Item 7.01
Regulation FD Disclosure.
Kathleen Ross Press Release
On
October 10, 2017
, the Company issued a press release discussing the appointment of Ms. Ross to the Board. A copy of the press release is attached to this report as Exhibit 99.1.
Asset Coverage Ratio Update
As previously disclosed by the Company on a Form 8-K filed with the Securities and Exchange Commission on October 5, 2017, the Company entered into a Sixth Amendment to Amended and Restated Credit Agreement (the “Sixth Amendment”), which made certain amendments on the Company’s existing primary credit facility. The Company has been made aware of certain market commentary concerning the asset coverage ratio financial covenant in the Sixth Amendment of 0.7 to 1.0. As disclosed in the October 5, 2017 Form 8-K (and a previous July 7, 2017 Form 8-K), the asset coverage ratio measures only the Company’s U.S. accounts receivable and rolling stock.

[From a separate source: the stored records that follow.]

//! Test History
//!
//! Completed tests are appended to a JSON list stored under a single
//! key-value entry. Reads treat a missing key as an empty list.

use crate::error::{LingoError, LingoResult};
use crate::session::test::{percentage, TestMode, TestQuestion};
use chrono::{DateTime, Utc};
use serde::{Deserialize, Serialize};
use std::collections::HashMap;
use std::path::PathBuf;
use std::sync::Mutex;
use tracing::{debug, info, warn};

/// Storage key for the result list
pub const HISTORY_KEY: &str = "lingochamp.testResults";

/// Where an unreadable result list is kept before a new one is started
pub const HISTORY_BACKUP_KEY: &str = "lingochamp.testResults.corrupt";

/// One completed test. Never modified after creation.
#[derive(Debug, Clone, PartialEq, Serialize, Deserialize)]
#[serde(rename_all = "camelCase")]
pub struct TestResult {
    pub mode: TestMode,
    pub questions: Vec<TestQuestion>,
    pub score: u32,
    pub max_score: u32,
    pub percentage: u32,
    pub completed_at: DateTime<Utc>,
}

impl TestResult {
    pub fn new(
        mode: TestMode,
        questions: Vec<TestQuestion>,
        score: u32,
        max_score: u32,
        completed_at: DateTime<Utc>,
    ) -> Self {
        Self {
            mode,
            questions,
            score,
            max_score,
            percentage: percentage(score, max_score),
            completed_at,
        }
    }
}

/// Minimal string key-value store
pub trait KeyValueStore: Send + Sync {
    fn get(&self, key: &str) -> LingoResult<Option<String>>;
    fn set(&self, key: &str, value: &str) -> LingoResult<()>;
}

/// Stores each key as `<dir>/<key>.json`
#[derive(Debug, Clone)]
pub struct JsonFileStore {
    dir: PathBuf,
}

impl JsonFileStore {
    pub fn new<P: Into<PathBuf>>(dir: P) -> Self {
        Self { dir: dir.into() }
    }

    fn path_for(&self, key: &str) -> LingoResult<PathBuf> {
        if key.is_empty() || key.contains(['/', '\\']) || key.starts_with('.') {
            return Err(LingoError::Storage(format!("invalid key '{}'", key)));
        }
        Ok(self.dir.join(format!("{}.json", key)))
    }
}

impl KeyValueStore for JsonFileStore {
    fn get(&self, key: &str) -> LingoResult<Option<String>> {
        let path = self.path_for(key)?;
        if !path.exists() {
            return Ok(None);
        }
        Ok(Some(std::fs::read_to_string(path)?))
    }

    fn set(&self, key: &str, value: &str) -> LingoResult<()> {
        let path = self.path_for(key)?;
        std::fs::create_dir_all(&self.dir)?;

        // Write then rename so a crash never leaves a half-written list
        let tmp = path.with_extension("json.tmp");
        std::fs::write(&tmp, value)?;
        std::fs::rename(&tmp, &path)?;
        Ok(())
    }
}

/// In-process store
#[derive(Debug, Default)]
pub struct MemoryStore {
    entries: Mutex<HashMap<String, String>>,
}

impl MemoryStore {
    pub fn new() -> Self {
        Self::default()
    }
}

impl KeyValueStore for MemoryStore {
    fn get(&self, key: &str) -> LingoResult<Option<String>> {
        Ok(self.entries.lock()?.get(key).cloned())
    }

    fn set(&self, key: &str, value: &str) -> LingoResult<()> {
        self.entries.lock()?.insert(key.to_string(), value.to_string());
        Ok(())
    }
}

/// Persisted list of test results
pub struct History<S: KeyValueStore> {
    store: S,
}

impl<S: KeyValueStore> History<S> {
    pub fn new(store: S) -> Self {
        Self { store }
    }

    /// All stored results, oldest first
    pub fn load(&self) -> LingoResult<Vec<TestResult>> {
        match self.store.get(HISTORY_KEY)? {
            None => Ok(Vec::new()),
            Some(raw) if raw.trim().is_empty() => Ok(Vec::new()),
            Some(raw) => Ok(serde_json::from_str(&raw)?),
        }
    }

    /// Read-modify-write append. An unreadable list is copied to
    /// [`HISTORY_BACKUP_KEY`] and a new list is started.
    pub fn append(&self, result: &TestResult) -> LingoResult<usize> {
        let mut results: Vec<TestResult> = match self.store.get(HISTORY_KEY)? {
            None => Vec::new(),
            Some(raw) if raw.trim().is_empty() => Vec::new(),
            Some(raw) => match serde_json::from_str(&raw) {
                Ok(results) => results,
                Err(e) => {
                    warn!(
                        "⚠️ Test history unreadable, backing it up and starting a new list: {}",
                        e
                    );
                    self.store.set(HISTORY_BACKUP_KEY, &raw)?;
                    Vec::new()
                }
            },
        };
        results.push(result.clone());
        let raw = serde_json::to_string(&results)?;
        self.store.set(HISTORY_KEY, &raw)?;
        info!(
            "💾 Saved {} test result ({}%), {} total",
            result.mode,
            result.percentage,
            results.len()
        );
        Ok(results.len())
    }

    /// Most recent result, if any
    pub fn latest(&self) -> LingoResult<Option<TestResult>> {
        let results = self.load()?;
        debug!("History holds {} results", results.len());
        Ok(results.into_iter().last())
    }
}
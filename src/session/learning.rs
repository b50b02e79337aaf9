//! Learning session state machine
//!
//! welcome → mic-check → (introduction → pronunciation → spelling)* → completed

use super::{next_epoch, Effect, Feedback, Timer, TimerKind};
use crate::asr::ListenContext;
use crate::words::{self, Word};
use rand::seq::SliceRandom;
use rand::Rng;
use tracing::{debug, info};

/// Learner's current step
#[derive(Debug, Clone, Copy, PartialEq, Eq)]
pub enum Phase {
    Welcome,
    MicCheck,
    Introduction,
    Pronunciation,
    Spelling,
    Completed,
}

impl Phase {
    /// Phases that operate on the current word
    pub fn has_word(&self) -> bool {
        matches!(
            self,
            Phase::Introduction | Phase::Pronunciation | Phase::Spelling
        )
    }
}

#[derive(Debug)]
pub struct LearningSession {
    words: Vec<Word>,
    current_index: usize,
    phase: Phase,
    feedback: Feedback,
    text_input: String,
    transcript: String,
    hint: Option<String>,
    /// Mic-check status line (errors, "no speech detected")
    status: Option<String>,
    epoch: u64,
}

impl Default for LearningSession {
    fn default() -> Self {
        Self::new()
    }
}

impl LearningSession {
    /// New session over a fresh shuffle of the built-in words
    pub fn new() -> Self {
        Self::with_words(words::shuffled(&mut rand::thread_rng()))
    }

    /// New session iterating `words` in the given order
    pub fn with_words(words: Vec<Word>) -> Self {
        Self {
            words,
            current_index: 0,
            phase: Phase::Welcome,
            feedback: Feedback::None,
            text_input: String::new(),
            transcript: String::new(),
            hint: None,
            status: None,
            epoch: next_epoch(),
        }
    }

    pub fn phase(&self) -> Phase {
        self.phase
    }

    pub fn feedback(&self) -> Feedback {
        self.feedback
    }

    pub fn current_index(&self) -> usize {
        self.current_index
    }

    pub fn words(&self) -> &[Word] {
        &self.words
    }

    pub fn epoch(&self) -> u64 {
        self.epoch
    }

    pub fn text_input(&self) -> &str {
        &self.text_input
    }

    pub fn transcript(&self) -> &str {
        &self.transcript
    }

    pub fn hint(&self) -> Option<&str> {
        self.hint.as_deref()
    }

    pub fn status(&self) -> Option<&str> {
        self.status.as_deref()
    }

    /// Word being learned, if the phase has one
    pub fn current_word(&self) -> Option<&Word> {
        if self.phase.has_word() {
            self.words.get(self.current_index)
        } else {
            None
        }
    }

    /// One-based position and total, for display
    pub fn progress(&self) -> (usize, usize) {
        let shown = (self.current_index + 1).min(self.words.len());
        (shown, self.words.len())
    }

    /// Welcome → mic-check
    pub fn start(&mut self) -> Vec<Effect> {
        if self.phase != Phase::Welcome {
            return Vec::new();
        }
        if self.words.is_empty() {
            info!("📭 No words to learn");
            self.set_phase(Phase::Completed);
            return Vec::new();
        }
        info!("🎙️ Starting microphone check");
        self.set_phase(Phase::MicCheck);
        vec![Effect::Listen(ListenContext::MicCheck)]
    }

    /// Start listening for whichever phase needs speech
    pub fn listen(&self) -> Vec<Effect> {
        match self.phase {
            Phase::MicCheck => vec![Effect::Listen(ListenContext::MicCheck)],
            Phase::Pronunciation if !self.feedback.is_shown() => {
                vec![Effect::Listen(ListenContext::Pronunciation)]
            }
            _ => Vec::new(),
        }
    }

    /// Route a recognized transcript by the context it was captured in
    pub fn on_transcript(&mut self, context: ListenContext, text: &str) -> Vec<Effect> {
        match (context, self.phase) {
            (ListenContext::MicCheck, Phase::MicCheck) => {
                if text.trim().is_empty() {
                    self.status = Some("No speech detected. Please try again.".to_string());
                    return Vec::new();
                }
                info!("✅ Microphone check passed: '{}'", text.trim());
                self.status = None;
                self.enter_introduction()
            }
            (ListenContext::Pronunciation, Phase::Pronunciation) => {
                if self.feedback.is_shown() {
                    return Vec::new();
                }
                self.transcript = text.to_string();
                let correct = self
                    .words
                    .get(self.current_index)
                    .is_some_and(|w| w.matches(text));
                self.evaluate(correct)
            }
            _ => {
                debug!(
                    "Ignoring transcript for {:?} while in {:?}",
                    context, self.phase
                );
                Vec::new()
            }
        }
    }

    /// Record a recognition failure for display
    pub fn on_recognition_error(&mut self, context: ListenContext, message: &str) {
        match (context, self.phase) {
            (ListenContext::MicCheck, Phase::MicCheck)
            | (ListenContext::Pronunciation, Phase::Pronunciation) => {
                self.status = Some(message.to_string());
            }
            _ => debug!(
                "Ignoring recognition error for {:?} while in {:?}",
                context, self.phase
            ),
        }
    }

    /// Introduction → pronunciation
    pub fn ready(&mut self) -> Vec<Effect> {
        if self.phase != Phase::Introduction {
            return Vec::new();
        }
        self.set_phase(Phase::Pronunciation);
        Vec::new()
    }

    /// Pending typed answer
    pub fn set_text_input(&mut self, text: &str) {
        self.text_input = text.to_string();
    }

    /// Evaluate a typed spelling
    pub fn submit_spelling(&mut self, text: &str) -> Vec<Effect> {
        if self.phase != Phase::Spelling || self.feedback.is_shown() {
            return Vec::new();
        }
        self.text_input = text.to_string();
        let correct = self
            .words
            .get(self.current_index)
            .is_some_and(|w| w.matches(text));
        self.evaluate(correct)
    }

    /// Speak the current word again
    pub fn replay(&self) -> Vec<Effect> {
        self.current_word()
            .map(|w| vec![Effect::Speak(w.clean_word.to_string())])
            .unwrap_or_default()
    }

    /// Ask for an example sentence for the current word
    pub fn request_hint(&self) -> Vec<Effect> {
        self.current_word()
            .map(|w| {
                vec![Effect::FetchHint {
                    word: w.clean_word.to_string(),
                    epoch: self.epoch,
                }]
            })
            .unwrap_or_default()
    }

    /// Store a hint if it still belongs to the current word
    pub fn hint_ready(&mut self, epoch: u64, text: String) -> bool {
        if epoch != self.epoch {
            debug!("Discarding late hint (epoch {} != {})", epoch, self.epoch);
            return false;
        }
        self.hint = Some(text);
        true
    }

    /// Completed → welcome with a fresh shuffle
    pub fn restart(&mut self) -> Vec<Effect> {
        self.restart_with(&mut rand::thread_rng())
    }

    /// [`restart`](Self::restart) with a caller-supplied shuffle source
    pub fn restart_with<R: Rng + ?Sized>(&mut self, rng: &mut R) -> Vec<Effect> {
        if self.phase != Phase::Completed {
            return Vec::new();
        }
        self.words.shuffle(rng);
        self.current_index = 0;
        self.feedback = Feedback::None;
        self.status = None;
        self.clear_inputs();
        self.set_phase(Phase::Welcome);
        info!("🔄 Session restarted");
        Vec::new()
    }

    /// Apply a timer. Stale timers do nothing.
    pub fn fire(&mut self, timer: Timer) -> Vec<Effect> {
        if timer.epoch != self.epoch {
            debug!(
                "Stale {:?} timer ignored (epoch {} != {})",
                timer.kind, timer.epoch, self.epoch
            );
            return Vec::new();
        }

        match timer.kind {
            TimerKind::SpeakIntroduction => {
                if self.phase == Phase::Introduction {
                    self.replay()
                } else {
                    Vec::new()
                }
            }
            TimerKind::ResolveFeedback => match self.feedback {
                Feedback::Correct => {
                    self.feedback = Feedback::None;
                    self.advance()
                }
                Feedback::Incorrect => {
                    self.feedback = Feedback::None;
                    Vec::new()
                }
                Feedback::None => Vec::new(),
            },
        }
    }

    fn evaluate(&mut self, correct: bool) -> Vec<Effect> {
        self.feedback = Feedback::from_outcome(correct);
        debug!(
            "{:?} answer in {:?} for word #{}",
            self.feedback, self.phase, self.current_index
        );
        vec![Effect::Schedule(Timer::new(
            TimerKind::ResolveFeedback,
            self.epoch,
        ))]
    }

    fn advance(&mut self) -> Vec<Effect> {
        self.clear_inputs();
        self.status = None;
        match self.phase {
            Phase::Pronunciation => {
                self.set_phase(Phase::Spelling);
                Vec::new()
            }
            Phase::Spelling => {
                if self.current_index + 1 < self.words.len() {
                    self.current_index += 1;
                    self.enter_introduction()
                } else {
                    info!("🏁 All {} words learned", self.words.len());
                    self.set_phase(Phase::Completed);
                    Vec::new()
                }
            }
            _ => Vec::new(),
        }
    }

    fn enter_introduction(&mut self) -> Vec<Effect> {
        self.set_phase(Phase::Introduction);
        vec![Effect::Schedule(Timer::new(
            TimerKind::SpeakIntroduction,
            self.epoch,
        ))]
    }

    fn set_phase(&mut self, phase: Phase) {
        self.phase = phase;
        self.epoch = next_epoch();
    }

    fn clear_inputs(&mut self) {
        self.text_input.clear();
        self.transcript.clear();
        self.hint = None;
    }
}
//! Speech Output
//!
//! [`SpeechOutput`] prefers cloud synthesis and falls back to the on-device
//! synthesizer on any failure. Synthesized clips are cached by exact text.

pub mod cache;
pub mod cloud;
pub mod system;

use crate::audio::player::{AudioPlayer, RodioPlayer, SilentPlayer};
use crate::config::Config;
use async_trait::async_trait;
use std::sync::{Arc, Mutex};
use std::time::Duration;
use tracing::{debug, info, warn};

pub use cache::{AudioCache, AudioClip};
pub use cloud::{CloudSynthesizer, SynthesisBackend};
pub use system::{preferred_voice, DeviceSpeech, DeviceVoice, SystemSpeech, Utterance};

/// Pause between cancelling device speech and starting a new utterance
pub const FALLBACK_DELAY: Duration = Duration::from_millis(100);

/// Longest wait for device voice enumeration
pub const VOICE_LIST_TIMEOUT: Duration = Duration::from_secs(1);

/// Trait for TTS engines. Speaking never fails to the caller.
#[async_trait]
pub trait TtsEngine: Send + Sync {
    async fn speak(&self, text: &str, language: &str);

    /// Get the engine name
    fn name(&self) -> &str;
}

/// Cloud-first speech output with cache and device fallback
pub struct SpeechOutput {
    backend: Arc<dyn SynthesisBackend>,
    player: Arc<dyn AudioPlayer>,
    device: Arc<dyn DeviceSpeech>,
    cache: Mutex<AudioCache>,
    fallback_rate: f32,
}

impl std::fmt::Debug for SpeechOutput {
    fn fmt(&self, f: &mut std::fmt::Formatter<'_>) -> std::fmt::Result {
        f.debug_struct("SpeechOutput")
            .field("backend", &self.backend.name())
            .field("device", &self.device.name())
            .finish()
    }
}

impl SpeechOutput {
    pub fn new(
        backend: Arc<dyn SynthesisBackend>,
        player: Arc<dyn AudioPlayer>,
        device: Arc<dyn DeviceSpeech>,
        cache: AudioCache,
    ) -> Self {
        Self {
            backend,
            player,
            device,
            cache: Mutex::new(cache),
            fallback_rate: 0.8,
        }
    }

    pub fn with_fallback_rate(mut self, rate: f32) -> Self {
        self.fallback_rate = rate;
        self
    }

    /// Build the configured cloud/rodio/system stack
    pub fn from_config(config: &Config) -> Self {
        let player: Arc<dyn AudioPlayer> = if !config.audio_enabled {
            info!("🔇 Audio output disabled");
            Arc::new(SilentPlayer)
        } else {
            match RodioPlayer::new() {
                Ok(p) => Arc::new(p),
                Err(e) => {
                    warn!("⚠️ Audio player unavailable, clips will fall back: {}", e);
                    Arc::new(SilentPlayer)
                }
            }
        };

        let backend = CloudSynthesizer::new(config);
        if !backend.is_configured() {
            info!("🔑 No TTS API key, using on-device speech only");
        }

        Self::new(
            Arc::new(backend),
            player,
            Arc::new(SystemSpeech::new()),
            AudioCache::new(),
        )
        .with_fallback_rate(config.fallback_rate)
    }

    /// Number of cached clips
    pub fn cached_len(&self) -> usize {
        self.cache.lock().map(|c| c.len()).unwrap_or(0)
    }

    /// Wait for clip playback to finish
    pub async fn drain(&self) {
        self.player.drain().await;
    }

    /// Release every cached clip and stop playback
    pub fn cleanup(&self) -> usize {
        self.player.stop();
        let released = match self.cache.lock() {
            Ok(mut cache) => cache.clear(),
            Err(e) => {
                warn!("Audio cache lock poisoned: {}", e);
                0
            }
        };
        debug!("🧹 Released {} cached clips", released);
        released
    }

    fn cached(&self, text: &str) -> Option<AudioClip> {
        self.cache.lock().ok().and_then(|c| c.get(text).cloned())
    }

    fn store(&self, text: &str, clip: AudioClip) {
        if let Ok(mut cache) = self.cache.lock() {
            cache.insert(text, clip);
        }
    }

    /// Try cache then cloud. `false` means the fallback must run.
    async fn speak_cloud(&self, text: &str, language: &str) -> bool {
        if let Some(clip) = self.cached(text) {
            return match self.player.play(&clip).await {
                Ok(()) => true,
                Err(e) => {
                    warn!("⚠️ Cached clip playback failed: {}", e);
                    false
                }
            };
        }

        let clip = match self.backend.synthesize(text, language).await {
            Ok(clip) => clip,
            Err(e) => {
                warn!("⚠️ {} synthesis failed, using device voice: {}", self.backend.name(), e);
                return false;
            }
        };
        self.store(text, clip.clone());

        match self.player.play(&clip).await {
            Ok(()) => true,
            Err(e) => {
                warn!("⚠️ Clip playback failed: {}", e);
                false
            }
        }
    }

    /// On-device speech
    async fn speak_device(&self, text: &str, language: &str) {
        self.device.cancel();
        tokio::time::sleep(FALLBACK_DELAY).await;

        let voices = match self.device.voices() {
            Some(voices) => voices,
            None => {
                debug!("Waiting for device voices...");
                let _ = tokio::time::timeout(VOICE_LIST_TIMEOUT, self.device.voices_ready()).await;
                self.device.voices().unwrap_or_default()
            }
        };

        let utterance = Utterance {
            text: text.to_string(),
            language: language.to_string(),
            rate: self.fallback_rate,
            voice: preferred_voice(&voices, language).map(|v| v.name),
        };
        if let Err(e) = self.device.speak(&utterance).await {
            warn!("❌ Device speech failed: {}", e);
        }
    }
}

#[async_trait]
impl TtsEngine for SpeechOutput {
    async fn speak(&self, text: &str, language: &str) {
        if text.trim().is_empty() {
            return;
        }
        debug!("📢 Speaking '{}' ({})", text, language);
        if !self.speak_cloud(text, language).await {
            self.speak_device(text, language).await;
        }
    }

    fn name(&self) -> &str {
        "speech-output"
    }
}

Largely for historical reasons, the asset coverage ratio does not include U.S. or Canadian real estate, which is included in the revolving lenders’ collateral package, accounts receivable in Canada and Mexico, or other miscellaneous assets. If only the appraised value of real estate were added to the U.S. accounts receivable and rolling stock, the ratio of assets to revolving commitments at September 30, 2017 would have been over 1.5 to 1.0.
Item 9.01
Financial Statements and Exhibits.
(d)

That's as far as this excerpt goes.